腳步聲傳進耳朵裡,店主連忙笑道:“客人,要點什麽?本店的桃花酥可是有名的,好吃不貴啊!”
“店家,是我,我把錢籌夠了。”
店主這才抬頭仔細看了一眼,原來是前幾日要兌下店鋪的大漢。
“這麽快?你莫非是借了貸?年輕人,聽我一句勸,借貸這種事不能做,利滾利的害人!兌鋪子差點錢沒有什麽,我左右都是要投胎,便宜點讓給你就是了。你快把錢還回去!”
呂布笑了笑,道:“錢確實是借的,不過沒利息,算是我預支的薪俸。多謝店家關心,我心裡有數的。”

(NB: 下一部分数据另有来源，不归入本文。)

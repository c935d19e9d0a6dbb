// jpm-common/src/config.rs
use std::env;
use std::path::{Path, PathBuf};
use std::str::FromStr;
use std::time::Duration;

use directories::UserDirs;
use tracing::debug;

use super::error::{JpmError, Result};

const DEFAULT_REGISTRY_URL: &str = "https://registry.npmjs.org";
const DEFAULT_FETCH_TIMEOUT_SECS: u64 = 300;
const CONNECT_TIMEOUT_SECS: u64 = 30;

pub const MANIFEST_FILENAME: &str = "package.json";
pub const DEPS_DIR_NAME: &str = "node_modules";
pub const NESTED_DIR_NAME: &str = "node_modules";
pub const ARCHIVE_ROOT_DIR: &str = "package";
const STAGING_DIR_NAME: &str = ".staging";

/// Which archive extraction collaborator to use.
#[derive(Debug, Clone, Copy, PartialEq, Eq, Default)]
pub enum ExtractorKind {
    /// Shell out to the system `tar` utility.
    #[default]
    Tar,
    /// Unpack in-process with flate2 + tar.
    Native,
}

impl FromStr for ExtractorKind {
    type Err = JpmError;

    fn from_str(s: &str) -> Result<Self> {
        match s.trim().to_ascii_lowercase().as_str() {
            "tar" => Ok(Self::Tar),
            "native" => Ok(Self::Native),
            other => Err(JpmError::Config(format!(
                "Unknown extractor '{other}' (expected 'tar' or 'native')"
            ))),
        }
    }
}

#[derive(Debug, Clone)]
pub struct Config {
    pub project_root: PathBuf,
    pub jpm_home: PathBuf,
    pub cache_dir: PathBuf,
    pub registry_url: String,
    pub fetch_timeout: Duration,
    pub connect_timeout: Duration,
    pub extractor: ExtractorKind,
}

impl Config {
    /// Loads configuration for the project rooted at `project_root`, reading
    /// overrides from the `JPM_*` environment variables.
    pub fn load(project_root: &Path) -> Result<Self> {
        debug!("Loading jpm configuration for {}", project_root.display());

        let jpm_home = env::var("JPM_HOME")
            .ok()
            .filter(|s| !s.is_empty())
            .map(PathBuf::from)
            .unwrap_or_else(|| {
                let home = UserDirs::new()
                    .map_or_else(|| PathBuf::from("/"), |ud| ud.home_dir().to_path_buf());
                home.join(".jpm")
            });

        let cache_dir = env::var("JPM_CACHE_DIR")
            .ok()
            .filter(|s| !s.is_empty())
            .map(PathBuf::from)
            .unwrap_or_else(|| jpm_home.join("cache"));

        let registry_url = env::var("JPM_REGISTRY")
            .ok()
            .filter(|s| !s.is_empty())
            .unwrap_or_else(|| DEFAULT_REGISTRY_URL.to_string());

        let fetch_timeout_secs = match env::var("JPM_FETCH_TIMEOUT_SECS") {
            Ok(raw) if !raw.is_empty() => raw.parse::<u64>().map_err(|e| {
                JpmError::Config(format!("Invalid JPM_FETCH_TIMEOUT_SECS '{raw}': {e}"))
            })?,
            _ => DEFAULT_FETCH_TIMEOUT_SECS,
        };

        let extractor = match env::var("JPM_EXTRACTOR") {
            Ok(raw) if !raw.is_empty() => raw.parse()?,
            _ => ExtractorKind::default(),
        };

        debug!(
            "Effective jpm home: {}, cache: {}, registry: {}",
            jpm_home.display(),
            cache_dir.display(),
            registry_url
        );

        Ok(Self {
            project_root: project_root.to_path_buf(),
            jpm_home,
            cache_dir,
            registry_url,
            fetch_timeout: Duration::from_secs(fetch_timeout_secs),
            connect_timeout: Duration::from_secs(CONNECT_TIMEOUT_SECS),
            extractor,
        })
    }

    /// Builds a configuration with explicit roots and defaults for everything
    /// else. No environment lookups.
    pub fn with_roots(project_root: &Path, cache_dir: &Path) -> Self {
        Self {
            project_root: project_root.to_path_buf(),
            jpm_home: cache_dir.to_path_buf(),
            cache_dir: cache_dir.to_path_buf(),
            registry_url: DEFAULT_REGISTRY_URL.to_string(),
            fetch_timeout: Duration::from_secs(DEFAULT_FETCH_TIMEOUT_SECS),
            connect_timeout: Duration::from_secs(CONNECT_TIMEOUT_SECS),
            extractor: ExtractorKind::default(),
        }
    }

    pub fn project_root(&self) -> &Path {
        &self.project_root
    }

    pub fn manifest_path(&self) -> PathBuf {
        self.project_root.join(MANIFEST_FILENAME)
    }

    pub fn deps_dir(&self) -> PathBuf {
        self.project_root.join(DEPS_DIR_NAME)
    }

    pub fn staging_dir(&self) -> PathBuf {
        self.deps_dir().join(STAGING_DIR_NAME)
    }

    pub fn cache_dir(&self) -> &Path {
        &self.cache_dir
    }

    pub fn logs_dir(&self) -> PathBuf {
        self.jpm_home.join("logs")
    }

    /// Top-level location of a package.
    pub fn package_dir(&self, name: &str) -> PathBuf {
        self.deps_dir().join(name)
    }

    /// Location of a package nested under the package directory `parent_dir`.
    pub fn nested_package_dir(&self, parent_dir: &Path, name: &str) -> PathBuf {
        parent_dir.join(NESTED_DIR_NAME).join(name)
    }
}

#[cfg(test)]
mod tests {
    use super::*;

    #[test]
    fn derived_paths_follow_the_project_root() {
        let config = Config::with_roots(Path::new("/work/app"), Path::new("/tmp/jpm-cache"));
        assert_eq!(config.manifest_path(), PathBuf::from("/work/app/package.json"));
        assert_eq!(config.deps_dir(), PathBuf::from("/work/app/node_modules"));
        assert_eq!(
            config.package_dir("@types/node"),
            PathBuf::from("/work/app/node_modules/@types/node")
        );
        assert_eq!(
            config.nested_package_dir(&config.package_dir("a"), "c"),
            PathBuf::from("/work/app/node_modules/a/node_modules/c")
        );
        assert_eq!(config.cache_dir(), Path::new("/tmp/jpm-cache"));
    }

    #[test]
    fn extractor_kind_parses_known_names() {
        assert_eq!("tar".parse::<ExtractorKind>().unwrap(), ExtractorKind::Tar);
        assert_eq!(" Native ".parse::<ExtractorKind>().unwrap(), ExtractorKind::Native);
        assert!(matches!(
            "unzip".parse::<ExtractorKind>(),
            Err(JpmError::Config(_))
        ));
    }
}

把包裹往店主面前一放,從中取出了一千錢,兌鋪子只需要六千,他還能剩下一千,或許可以去買些酒肉,和貂蟬慶祝一下!如今他們夫妻也要做老板了,不知道感覺會怎麽樣。以前隻做過將軍,沒做過老板。
店主沒去查包裹裡剩下多少錢,他對這漢子觀感不錯。莽撞是莽撞了些,直爽是真的直爽。
“看來你在地府人緣不錯,能借來這麽多錢。你說是預支的薪俸,不知是支了幾個月的,我少收你一千錢,你留著過日子。家裡可不能斷了糧,你受得了,你妻子可受不住。”
“店家放心,這只是一月的薪俸,我現在是地府的校尉官,這錢是大閻君借給我的。家裡也都有足夠的用度,不會短了妻子衣食。”
店主瞪大眼睛看著眼前的漢子,道:“地府的軍官一向是從小兵做起,你能一躍而居校尉,不知高姓大名?”
“都是人間的虛名,不提也罷。”呂布這句話說得有些膽氣不足,他在人間的確很有名氣。“人中呂布、馬中赤兔”,這句話還印在很多人與鬼的腦子裡。
不過細說來,他在人間的名氣大是大,可也差的緊。背主的名聲怕是坐實了,以後的史書上大概也不會有什麽曲筆。至於背主的過程裡有多少曲直,並不重要,人們都隻關心結果,而不太在乎出發點是什麽。
呂布自己也不太在乎名聲的事情,只要貂蟬在身邊,就什麽事都不重要。不過當眾提起,還是算了吧,知道的鬼越少越好,以後還要做生意呢,可別影響了聲譽。
店主沒再多想,直到這漢子生前是個有名的人物,死後不願被聲名所累,故此不願提起。收好錢財,把店鋪的地契、房契、鑰匙都交給呂布,約好了明日過來教授手藝,店主便先走了。
看著店鋪中的一切,雖然地方不大,雖然器具簡陋。但心中還是升起了莫名的喜悅,這是從前所沒有的。一種淡淡的,溫馨的喜悅。
從前戰場殺伐,即便是取勝,開心之中也會帶著絲絲的血腥氣。殺來殺去總是不到頭,從家鄉便跟著自己的子弟兵到了最後都沒剩下幾個還活著跟在自己身邊。悲愴的情緒總是無法從心頭拭去,何曾有過眼下這種快樂。
把鋪子裡的物件收好,大門鎖的嚴嚴實實。地契和房契揣進懷裡,鑰匙握在手上,呂布開始往城外的家中走去。
他的步伐不急不緩,每踏出一步,都顯得無比穩健。
夕陽的光輝照耀在他的身上,像是送他歸家的人。
世上最值得一個人開心的,莫過於“安穩”。